• [MATERIAL SHOWN]
========================

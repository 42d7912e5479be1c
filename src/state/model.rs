//! Editor State Model
//!
//! Defines the canonical `EditorState` aggregate. The aggregate is cloned
//! and replaced wholesale on every accepted transition; handlers never hand
//! out mutable references to a committed state.

use std::collections::BTreeSet;

use serde::{Deserialize, Serialize};

use crate::timeline::{Clip, SnapIndicator};
use crate::types::{ClipId, TimeSec};

// =============================================================================
// Playback / Cursor
// =============================================================================

/// Playback-side state mirrored from the media resource
#[derive(Clone, Debug, PartialEq, Serialize, Deserialize)]
#[serde(rename_all = "camelCase")]
pub struct PlaybackState {
    /// Last confirmed media position (seconds)
    pub position: TimeSec,
    pub is_playing: bool,
    /// Playback rate (1.0 = normal)
    pub rate: f64,
    /// Media duration (seconds)
    pub duration: TimeSec,
}

impl Default for PlaybackState {
    fn default() -> Self {
        Self {
            position: 0.0,
            is_playing: false,
            rate: 1.0,
            duration: 0.0,
        }
    }
}

/// Timeline cursor state.
///
/// `preview_position` is non-null exactly while `is_being_dragged` is true.
#[derive(Clone, Debug, Default, PartialEq, Serialize, Deserialize)]
#[serde(rename_all = "camelCase")]
pub struct CursorState {
    pub position: TimeSec,
    pub is_being_dragged: bool,
    #[serde(skip_serializing_if = "Option::is_none")]
    pub preview_position: Option<TimeSec>,
}

// =============================================================================
// Selection / Gap Policy / Errors
// =============================================================================

/// Current clip selection; at most one clip shows edit handles
#[derive(Clone, Debug, Default, PartialEq, Serialize, Deserialize)]
#[serde(rename_all = "camelCase")]
pub struct Selection {
    pub selected: BTreeSet<ClipId>,
    /// The one clip showing edit handles, always a member of `selected`
    #[serde(skip_serializing_if = "Option::is_none")]
    pub handles_clip: Option<ClipId>,
}

impl Selection {
    /// Replaces the selection; handles follow only if still selected
    pub fn set(&mut self, clip_ids: impl IntoIterator<Item = ClipId>) {
        self.selected = clip_ids.into_iter().collect();
        if let Some(handles) = &self.handles_clip {
            if !self.selected.contains(handles) {
                self.handles_clip = None;
            }
        }
    }

    /// Shows edit handles on one selected clip
    pub fn show_handles(&mut self, clip_id: &str) -> bool {
        if self.selected.contains(clip_id) {
            self.handles_clip = Some(clip_id.to_string());
            true
        } else {
            false
        }
    }

    pub fn clear(&mut self) {
        self.selected.clear();
        self.handles_clip = None;
    }

    /// Drops ids that no longer reference a live clip
    pub fn prune(&mut self, live: &[Clip]) {
        self.selected.retain(|id| live.iter().any(|c| &c.id == id));
        if let Some(handles) = &self.handles_clip {
            if !self.selected.contains(handles) {
                self.handles_clip = None;
            }
        }
    }
}

/// Gap behavior when a moved clip is released near a neighbor
#[derive(Clone, Copy, Debug, Default, PartialEq, Eq, Serialize, Deserialize)]
#[serde(rename_all = "camelCase")]
pub enum GapPolicy {
    /// Close the gap and ripple later clips left
    #[default]
    Magnetic,
    /// Show the snap indicator, move nothing
    Guidance,
    /// No snap detection at all
    Off,
}

/// A failure recorded on the aggregate for subscribers
#[derive(Clone, Debug, PartialEq, Serialize, Deserialize)]
#[serde(rename_all = "camelCase")]
pub struct RecordedError {
    /// Technical message (for logs and debugging UIs)
    pub message: String,
    /// Non-technical message suitable for end users
    pub user_message: String,
    /// RFC 3339 timestamp
    pub at: String,
}

impl RecordedError {
    pub fn new(message: &str, user_message: &str) -> Self {
        Self {
            message: message.to_string(),
            user_message: user_message.to_string(),
            at: chrono::Utc::now().to_rfc3339(),
        }
    }
}

// =============================================================================
// Editor State
// =============================================================================

/// The single canonical state aggregate
#[derive(Clone, Debug, Default, PartialEq, Serialize, Deserialize)]
#[serde(rename_all = "camelCase")]
pub struct EditorState {
    pub playback: PlaybackState,
    pub cursor: CursorState,
    /// Ordered segment list (track, then start time)
    pub segments: Vec<Clip>,
    pub selection: Selection,
    pub gap_policy: GapPolicy,
    /// Snap zone hit from the most recent move/release, for UI indication
    #[serde(skip_serializing_if = "Option::is_none")]
    pub snap_indicator: Option<SnapIndicator>,
    /// Last recorded failure (or none)
    #[serde(skip_serializing_if = "Option::is_none")]
    pub last_error: Option<RecordedError>,
}

impl EditorState {
    pub fn new() -> Self {
        Self::default()
    }

    /// Immutable snapshot for subscribers
    pub fn snapshot(&self) -> EditorState {
        self.clone()
    }

    /// Looks up a clip by id
    pub fn clip(&self, clip_id: &str) -> Option<&Clip> {
        self.segments.iter().find(|c| c.id == clip_id)
    }

    /// Total timeline extent (end of the last clip)
    pub fn timeline_duration(&self) -> TimeSec {
        self.segments
            .iter()
            .map(|c| c.end_time())
            .fold(0.0, f64::max)
    }

    /// Records a failure on the aggregate
    pub fn record_error(&mut self, message: &str, user_message: &str) {
        self.last_error = Some(RecordedError::new(message, user_message));
    }
}
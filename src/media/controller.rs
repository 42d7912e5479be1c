//! Media Controller
//!
//! Thin wrapper around the single media resource. All playback control goes
//! through here, which is what makes the resource's position the
//! authoritative source of truth: every operation is verified after it
//! completes, and a self-update guard marks operations the controller
//! itself triggered so completion callbacks can tell them apart from
//! independent user events.

use tracing::{debug, warn};

use crate::media::{MediaError, MediaResource, MediaResult};
use crate::types::TimeSec;

/// Exclusive owner of the media resource handle
pub struct MediaController<M: MediaResource> {
    resource: M,
    /// Position tolerance for post-seek verification (seconds)
    verify_tolerance: TimeSec,
    /// Set while a controller-triggered operation is in flight, so a
    /// completion callback can be recognized as self-inflicted
    self_update: bool,
}

impl<M: MediaResource> MediaController<M> {
    pub fn new(resource: M, verify_tolerance: TimeSec) -> Self {
        Self {
            resource,
            verify_tolerance,
            self_update: false,
        }
    }

    /// Consumes the controller and returns the resource handle
    pub fn into_resource(self) -> M {
        self.resource
    }

    /// Direct resource access for tests only; production code goes through
    /// the control operations.
    #[cfg(test)]
    pub(crate) fn resource_mut(&mut self) -> &mut M {
        &mut self.resource
    }

    // =========================================================================
    // Self-Update Guard
    // =========================================================================

    /// True when the most recent media operation was controller-triggered.
    /// Callbacks should consume the flag via `take_self_update`.
    pub fn is_self_update(&self) -> bool {
        self.self_update
    }

    /// Consumes and returns the self-update flag
    pub fn take_self_update(&mut self) -> bool {
        std::mem::take(&mut self.self_update)
    }

    // =========================================================================
    // Control Operations
    // =========================================================================

    pub fn play(&mut self) -> MediaResult<()> {
        self.self_update = true;
        self.resource.play()
    }

    pub fn pause(&mut self) -> MediaResult<()> {
        self.self_update = true;
        self.resource.pause()
    }

    /// Seeks and verifies the landing position.
    ///
    /// Fallback order: re-issue the exact seek once, then retry with the
    /// target clamped into media bounds. A landing still outside tolerance
    /// after that is reported as a backend error.
    pub fn seek_verified(&mut self, target: TimeSec) -> MediaResult<TimeSec> {
        self.self_update = true;

        match self.resource.seek(target) {
            Ok(()) => {
                if let Some(landed) = self.landing_ok(target)? {
                    return Ok(landed);
                }
                warn!(target, "seek landed outside tolerance, re-issuing");
                self.resource.seek(target)?;
                if let Some(landed) = self.landing_ok(target)? {
                    return Ok(landed);
                }
            }
            // A rejected target may still be served by clamping into bounds.
            Err(MediaError::SeekOutOfBounds { .. }) => {}
            Err(e) => return Err(e),
        }

        let duration = self.resource.duration()?;
        let clamped = target.clamp(0.0, duration);
        if clamped != target {
            warn!(target, clamped, "seek target outside media bounds, clamping");
            self.resource.seek(clamped)?;
            if let Some(landed) = self.landing_ok(clamped)? {
                return Ok(landed);
            }
        }

        let landed = self.resource.position()?;
        Err(MediaError::Backend(format!(
            "seek verification failed: requested {target:.3}s, landed {landed:.3}s"
        )))
    }

    fn landing_ok(&self, target: TimeSec) -> MediaResult<Option<TimeSec>> {
        let landed = self.resource.position()?;
        if (landed - target).abs() <= self.verify_tolerance {
            debug!(target, landed, "seek verified");
            Ok(Some(landed))
        } else {
            Ok(None)
        }
    }

    /// Re-opens the underlying handle (recovery ladder step)
    pub fn reacquire(&mut self) -> MediaResult<()> {
        self.self_update = true;
        self.resource.reacquire()
    }

    // =========================================================================
    // Queries
    // =========================================================================

    pub fn position(&self) -> MediaResult<TimeSec> {
        self.resource.position()
    }

    pub fn duration(&self) -> MediaResult<TimeSec> {
        self.resource.duration()
    }

    /// Effective frame rate, falling back when the resource can't report one
    pub fn effective_frame_rate(&self, fallback: f64) -> f64 {
        match self.resource.frame_rate() {
            Ok(Some(rate)) if rate > 0.0 => rate,
            Ok(_) => fallback,
            Err(e) => {
                warn!("frame rate query failed: {}, using fallback", e);
                fallback
            }
        }
    }
}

========================

• [REQUIRED ACTION]
Only the lines from the top of the data through the line that contains "(1.0 = normal)" should be quoted, exactly as they stand.

• [RESPONSE AREA]
repository 42d7912e5479be1c
filename src/state/model.rs
//! Editor State Model
//!
//! Defines the canonical `EditorState` aggregate. The aggregate is cloned
//! and replaced wholesale on every accepted transition; handlers never hand
//! out mutable references to a committed state.

use std::collections::BTreeSet;

use serde::{Deserialize, Serialize};

use crate::timeline::{Clip, SnapIndicator};
use crate::types::{ClipId, TimeSec};

// =============================================================================
// Playback / Cursor
// =============================================================================

/// Playback-side state mirrored from the media resource
#[derive(Clone, Debug, PartialEq, Serialize, Deserialize)]
#[serde(rename_all = "camelCase")]
pub struct PlaybackState {
    /// Last confirmed media position (seconds)
    pub position: TimeSec,
    pub is_playing: bool,
    /// Playback rate (1.0 = normal)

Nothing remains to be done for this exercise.